Mi venne in mente la storia dei miei genitori raccontata da papà. Sarebbe stato bello avere un amico d'infanzia con il quale condividere l'intera vita. Sicuramente nella loro c'era stato un inconviente fin troppo doloroso che aveva dato fine alla loro esperienza. Ma finché erano stati insieme, avevano vissuto felicemente. In fondo era quello che contava. Era solo un sogno, una realtà irraggiungibile, perché ricordavo poco dell'infanzia e degli amici avuti. Avevo resettato ogni ricordo che si collegava al Bronx.

"Eccoti! Ti stavo cercando ovunque..." esclamò Matthew sollevato avvicinandosi a me.

"Oh questo mi sorprende, come mai?"

"Solo perché non riesco a stare più lontano da te." Quella frase riuscì a rallentare il mio respiro. Lo pensava veramente? Se mi aveva trovata, significava che mi aveva realmente cercata.

"Non ho niente di così speciale." Volevo sentire la sua risposta, per capire se pensava veramente quelle parole.

"Forse per gli altri, ma per me sì" lo disse senza staccare gli occhi dai miei. Cosa significava tutto quello? Non ero abituata a certe situazioni. Sorrisi e non replicai come se non trovassi una ragione per farlo. Al contempo avevo timore che il mio silenzio potesse rovinare il momento, in fondo con Ryan non era andata bene...
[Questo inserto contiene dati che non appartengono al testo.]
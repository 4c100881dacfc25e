use std::future::Future;

use robochat_llm::{Chunk, ErrorInfo, ProviderEventStream, ResponseSummary};
use tokio_util::sync::CancellationToken;

/// How a response ended.
#[derive(Debug, Clone, Copy, PartialEq, Eq)]
pub enum CompletionStatus {
    Success,
    Error,
    /// Cancelled by the user.
    Paused,
}

/// Why a thinking section ended.
#[derive(Debug, Clone, Copy, PartialEq, Eq)]
pub enum ThinkingEnd {
    /// The provider sent `ThinkingComplete`. No more thinking follows for this response.
    Reported,
    /// Text or the end of the response arrived while thinking was still open.
    Superseded,
}

/// Receiver of the normalized chunk sequence produced by [`StreamProcessor`].
///
/// The processor guarantees `on_response_created` runs first and that exactly one of
/// `on_error` or `on_complete` ends the sequence.
pub trait StreamCallbacks: Send {
    fn on_response_created(&mut self) -> impl Future<Output = ()> + Send;

    fn on_thinking_chunk(
        &mut self,
        text: String,
        thinking_millsec: Option<u64>,
    ) -> impl Future<Output = ()> + Send;

    fn on_thinking_complete(
        &mut self,
        text: String,
        thinking_millsec: Option<u64>,
        end: ThinkingEnd,
    ) -> impl Future<Output = ()> + Send;

    fn on_text_chunk(&mut self, text: String) -> impl Future<Output = ()> + Send;

    fn on_text_complete(&mut self, text: String) -> impl Future<Output = ()> + Send;

    /// The provider reported the response as finished; `on_complete` follows.
    fn on_block_complete(&mut self) -> impl Future<Output = ()> + Send {
        async {}
    }

    fn on_error(&mut self, error: ErrorInfo) -> impl Future<Output = ()> + Send;

    fn on_complete(
        &mut self,
        status: CompletionStatus,
        response: Option<ResponseSummary>,
    ) -> impl Future<Output = ()> + Send;
}

/// Turns raw provider chunks into a well-formed callback sequence.
///
/// Providers may skip `ResponseCreated`, never close a thinking section before text starts,
/// or end without `TextComplete`; the processor synthesizes the missing events.
#[derive(Debug, Default)]
pub struct StreamProcessor {
    created: bool,
    thinking_open: bool,
    thinking_text: String,
    thinking_millsec: Option<u64>,
    text_open: bool,
    text: String,
}

impl StreamProcessor {
    pub fn new() -> Self {
        Self::default()
    }

    /// Drives `stream` to its end, or until `cancel` fires.
    pub async fn process<C: StreamCallbacks>(
        mut self,
        stream: &mut ProviderEventStream,
        cancel: &CancellationToken,
        callbacks: &mut C,
    ) -> CompletionStatus {
        loop {
            let received = tokio::select! {
                biased;
                _ = cancel.cancelled() => None,
                next = stream.recv() => Some(next),
            };
            let Some(next) = received else {
                return self.fail(callbacks, ErrorInfo::abort()).await;
            };

            let Some(chunk) = next else {
                if cancel.is_cancelled() {
                    return self.fail(callbacks, ErrorInfo::abort()).await;
                }
                // Channel closed without a terminal chunk: treat what arrived as the answer.
                tracing::debug!(
                    target = ?stream.target(),
                    "provider stream closed without block_complete"
                );
                return self.complete_in_place(callbacks, None).await;
            };

            if let Some(status) = self.handle(chunk, callbacks).await {
                return status;
            }
        }
    }

    /// Ends a response that failed before or while streaming.
    pub async fn fail<C: StreamCallbacks>(
        mut self,
        callbacks: &mut C,
        error: ErrorInfo,
    ) -> CompletionStatus {
        self.ensure_created(callbacks).await;
        let status = if error.is_abort() {
            CompletionStatus::Paused
        } else {
            CompletionStatus::Error
        };
        callbacks.on_error(error).await;
        status
    }

    async fn handle<C: StreamCallbacks>(
        &mut self,
        chunk: Chunk,
        callbacks: &mut C,
    ) -> Option<CompletionStatus> {
        match chunk {
            Chunk::ResponseCreated | Chunk::ResponseInProgress => {
                self.ensure_created(callbacks).await;
            }
            Chunk::ThinkingDelta {
                text,
                thinking_millsec,
            } => {
                self.ensure_created(callbacks).await;
                self.close_text(callbacks).await;
                self.thinking_open = true;
                self.thinking_text.push_str(&text);
                if thinking_millsec.is_some() {
                    self.thinking_millsec = thinking_millsec;
                }
                callbacks.on_thinking_chunk(text, thinking_millsec).await;
            }
            Chunk::ThinkingComplete {
                text,
                thinking_millsec,
            } => {
                self.ensure_created(callbacks).await;
                self.thinking_open = false;
                self.thinking_text.clear();
                let thinking_millsec = thinking_millsec.or(self.thinking_millsec.take());
                callbacks
                    .on_thinking_complete(text, thinking_millsec, ThinkingEnd::Reported)
                    .await;
            }
            Chunk::TextDelta { text } => {
                self.ensure_created(callbacks).await;
                self.close_thinking(callbacks).await;
                self.text_open = true;
                self.text.push_str(&text);
                callbacks.on_text_chunk(text).await;
            }
            Chunk::TextComplete { text } => {
                self.ensure_created(callbacks).await;
                self.close_thinking(callbacks).await;
                self.text_open = false;
                self.text.clear();
                callbacks.on_text_complete(text).await;
            }
            Chunk::BlockComplete { response } => {
                self.ensure_created(callbacks).await;
                self.close_thinking(callbacks).await;
                self.close_text(callbacks).await;
                callbacks.on_block_complete().await;
                return Some(self.complete_in_place(callbacks, response).await);
            }
            Chunk::Error { error } => {
                self.ensure_created(callbacks).await;
                let status = if error.is_abort() {
                    CompletionStatus::Paused
                } else {
                    CompletionStatus::Error
                };
                callbacks.on_error(error).await;
                return Some(status);
            }
        }
        None
    }

    async fn complete_in_place<C: StreamCallbacks>(
        &mut self,
        callbacks: &mut C,
        response: Option<ResponseSummary>,
    ) -> CompletionStatus {
        self.ensure_created(callbacks).await;
        self.close_thinking(callbacks).await;
        self.close_text(callbacks).await;
        callbacks
            .on_complete(CompletionStatus::Success, response)
            .await;
        CompletionStatus::Success
    }

    async fn ensure_created<C: StreamCallbacks>(&mut self, callbacks: &mut C) {
        if !self.created {
            self.created = true;
            callbacks.on_response_created().await;
        }
    }

    async fn close_text<C: StreamCallbacks>(&mut self, callbacks: &mut C) {
        if self.text_open {
            self.text_open = false;
            let text = std::mem::take(&mut self.text);
            callbacks.on_text_complete(text).await;
        }
    }

    async fn close_thinking<C: StreamCallbacks>(&mut self, callbacks: &mut C) {
        if self.thinking_open {
            self.thinking_open = false;
            let text = std::mem::take(&mut self.thinking_text);
            let thinking_millsec = self.thinking_millsec.take();
            callbacks
                .on_thinking_complete(text, thinking_millsec, ThinkingEnd::Superseded)
                .await;
        }
    }
}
"Bene, allora mi accompagni in classe?" Ero ancora rimasta in cortile come molti altri studenti. Con la mano sfiorò il mio braccio dandomi l'impressione che volesse tenermi la mano ma si fosse accorto che non poteva. Sorrisi nascondendomi dal suo sguardo, era così dolce.

"Pronta per oggi?" Avevo dimenticato tutto dal momento in cui mi aveva rivolto parola e non avevo la minima idea a cosa si stesse riferendo. Aveva quello strano potere di deconcentrarmi dall'esterno.

"Oggi? Cosa succede oggi?"

"Giocheremo a calcio" sorrise orgoglioso, anche io lo feci. Lucas chiamò Matthew distraendolo e dovette salutarmi per raggiungere l'amico. Un brivido di freddo mi percosse lungo il braccio, succedeva ogni volta che si allontanava, ma me ne feci una ragione.
Ero così entusiasta di trascorrere il pomeriggio con lui che risultò difficile concentrarmi e mi rivolgevo a Dan sempre in modo gentile.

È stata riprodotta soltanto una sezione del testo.